Cooking Tips - How to Make Stewed Chicken and Cornish Game Hens With Cranberry Gravy


Cooking Tips - How to Make Stewed Chicken and Cornish Game Hens With Cranberry Gravy

Stewed Chicken and Cornish Game Hens With Cranberry Gravy

Stewed Chicken Ingredients:

Five pounds stewing chicken, cut up
Boiling water
One large carrot, cut up
One large stalk celery (with leaves), cut up
One thick slice onion
Four sprigs parsley
Six peppercorns
Six whole cloves
One small bay leaf
Two tablespoons

Procedure:

At the outset, you have to wash the chicken and then put it in a large kettle.

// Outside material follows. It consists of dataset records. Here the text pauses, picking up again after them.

//! crates/storygen_core/tests/generation.rs
//!
//! End-to-end tests for the generation pipeline against a scripted model
//! stub. Time-sensitive tests run on a paused tokio clock so the retry
//! delays are asserted without real waiting.

use std::collections::VecDeque;
use std::sync::atomic::{AtomicU32, Ordering};
use std::sync::{Arc, Mutex};
use std::time::Duration;

use async_trait::async_trait;
use storygen_core::domain::{AcStyle, GenerationRequest, StoryStyle};
use storygen_core::generator::{AttemptError, StoryGenerator, MAX_ATTEMPTS};
use storygen_core::parser::ParseError;
use storygen_core::ports::{ChatModelService, PortError, PortResult};

/// One scripted outcome for a model call.
#[derive(Clone)]
enum Reply {
    Text(String),
    NoContent,
    Fail(String),
}

/// A model stub that plays back a fixed script of replies, one per call.
/// If the script runs out, the last entry is repeated (a deterministic
/// model keeps producing the same output).
struct ScriptedModel {
    script: Mutex<VecDeque<Reply>>,
    calls: AtomicU32,
}

impl ScriptedModel {
    fn new(script: Vec<Reply>) -> Arc<Self> {
        Arc::new(Self {
            script: Mutex::new(script.into()),
            calls: AtomicU32::new(0),
        })
    }

    fn calls(&self) -> u32 {
        self.calls.load(Ordering::SeqCst)
    }
}

#[async_trait]
impl ChatModelService for ScriptedModel {
    async fn complete(
        &self,
        _system_message: &str,
        _user_message: &str,
    ) -> PortResult<Option<String>> {
        self.calls.fetch_add(1, Ordering::SeqCst);
        let mut script = self.script.lock().unwrap();
        let reply = script
            .front()
            .cloned()
            .expect("scripted model called with an empty script");
        if script.len() > 1 {
            script.pop_front();
        }
        match reply {
            Reply::Text(text) => Ok(Some(text)),
            Reply::NoContent => Ok(None),
            Reply::Fail(msg) => Err(PortError::Unexpected(msg)),
        }
    }
}

fn request() -> GenerationRequest {
    GenerationRequest {
        notes: "Users need to reset passwords".to_string(),
        platforms: vec!["Web".to_string()],
        product_phases: vec!["MVP".to_string()],
        story_style: StoryStyle::Scrum,
        ac_style: AcStyle::GivenWhenThen,
        include_test_cases: false,
    }
}

fn valid_story_payload(platform: &str, phase: &str) -> String {
    serde_json::json!({
        "stories": [{
            "title": "Password reset",
            "description": "As a user, I want to reset my password so that I can regain access.",
            "acceptanceCriteria": [
                "Given a registered email, When I request a reset, Then I receive a link"
            ],
            "negativeScenarios": ["Reset link has expired"],
            "platform": platform,
            "phase": phase
        }]
    })
    .to_string()
}

#[tokio::test]
async fn well_formed_response_succeeds_on_first_attempt() {
    let model = ScriptedModel::new(vec![Reply::Text(valid_story_payload("Web", "MVP"))]);
    let generator = StoryGenerator::new(model.clone());

    let result = generator.generate(&request()).await.unwrap();

    assert_eq!(result.stories.len(), 1);
    assert_eq!(result.stories[0].title, "Password reset");
    assert!(result.stories[0].test_cases.is_none());
    assert_eq!(model.calls(), 1);
}

#[tokio::test(start_paused = true)]
async fn always_failing_model_stops_after_three_attempts_with_flat_delays() {
    let model = ScriptedModel::new(vec![Reply::Fail("connection refused".to_string())]);
    let generator = StoryGenerator::new(model.clone());

    let start = tokio::time::Instant::now();
    let err = generator.generate(&request()).await.unwrap_err();

    assert_eq!(model.calls(), MAX_ATTEMPTS);
    assert_eq!(err.attempts, MAX_ATTEMPTS);
    assert!(matches!(err.source, AttemptError::Transport(_)));
    // Two inter-attempt delays of 1000 ms, none after the final attempt.
    assert_eq!(start.elapsed(), Duration::from_millis(2000));
}

#[tokio::test(start_paused = true)]
async fn recovers_on_third_attempt_without_leaking_earlier_content() {
    let model = ScriptedModel::new(vec![
        Reply::Text("{\"stories\": [{\"title\": \"Leaky\"}]}".to_string()),
        Reply::Fail("rate limited".to_string()),
        Reply::Text(valid_story_payload("Web", "MVP")),
    ]);
    let generator = StoryGenerator::new(model.clone());

    let result = generator.generate(&request()).await.unwrap();

    assert_eq!(model.calls(), 3);
    assert_eq!(result.stories.len(), 1);
    assert_eq!(result.stories[0].title, "Password reset");
}

#[tokio::test(start_paused = true)]
async fn empty_response_consumes_the_shared_budget() {
    let model = ScriptedModel::new(vec![
        Reply::NoContent,
        Reply::Text(valid_story_payload("Web", "MVP")),
    ]);
    let generator = StoryGenerator::new(model.clone());

    let result = generator.generate(&request()).await.unwrap();

    assert_eq!(model.calls(), 2);
    assert_eq!(result.stories.len(), 1);
}

#[tokio::test(start_paused = true)]
async fn parse_failures_share_the_retry_loop_with_transport_failures() {
    let model = ScriptedModel::new(vec![
        Reply::Text("not json at all".to_string()),
        Reply::Fail("gateway timeout".to_string()),
        Reply::Text(valid_story_payload("Web", "MVP")),
    ]);
    let generator = StoryGenerator::new(model.clone());

    let result = generator.generate(&request()).await.unwrap();

    assert_eq!(model.calls(), 3);
    assert_eq!(result.stories.len(), 1);
}

#[tokio::test(start_paused = true)]
async fn deterministic_tag_violation_exhausts_all_attempts() {
    // The stub keeps answering with a platform outside the request's set,
    // so every attempt fails validation the same way.
    let model = ScriptedModel::new(vec![Reply::Text(valid_story_payload("Mobile", "MVP"))]);
    let generator = StoryGenerator::new(model.clone());

    let err = generator.generate(&request()).await.unwrap_err();

    assert_eq!(model.calls(), MAX_ATTEMPTS);
    match err.source {
        AttemptError::InvalidResponse(ParseError::TagViolation {
            index,
            field,
            value,
        }) => {
            assert_eq!(index, 0);
            assert_eq!(field, "platform");
            assert_eq!(value, "Mobile");
        }
        other => panic!("expected tag violation cause, got {other:?}"),
    }
}

#[tokio::test(start_paused = true)]
async fn last_error_is_carried_as_the_terminal_cause() {
    let model = ScriptedModel::new(vec![
        Reply::Fail("connection refused".to_string()),
        Reply::Fail("connection refused".to_string()),
        Reply::NoContent,
    ]);
    let generator = StoryGenerator::new(model.clone());

    let err = generator.generate(&request()).await.unwrap_err();
    assert!(matches!(err.source, AttemptError::EmptyResponse));
}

Following that, you need to add the water so as to nearly cover the chicken. Afterward, you need to add up the carrot, the celery, the onion, the parsley, the peppercorns, the cloves, the bay leaf and the salt. After that, you have to bring this to a boil, and then later you turn down the heat. And then you must cover and simmer it until the chicken becomes tender for about two to three hours. Then later, you cool this.
Moreover, you have to lift out the chicken and then you have to remove the meat in large pieces. You have to discard the bones. Later, you must strain the stock. Later you need to chill this and lift off the fat. Remember, you have to keep the meat, the stock, and the fat refrigerated until you will need it.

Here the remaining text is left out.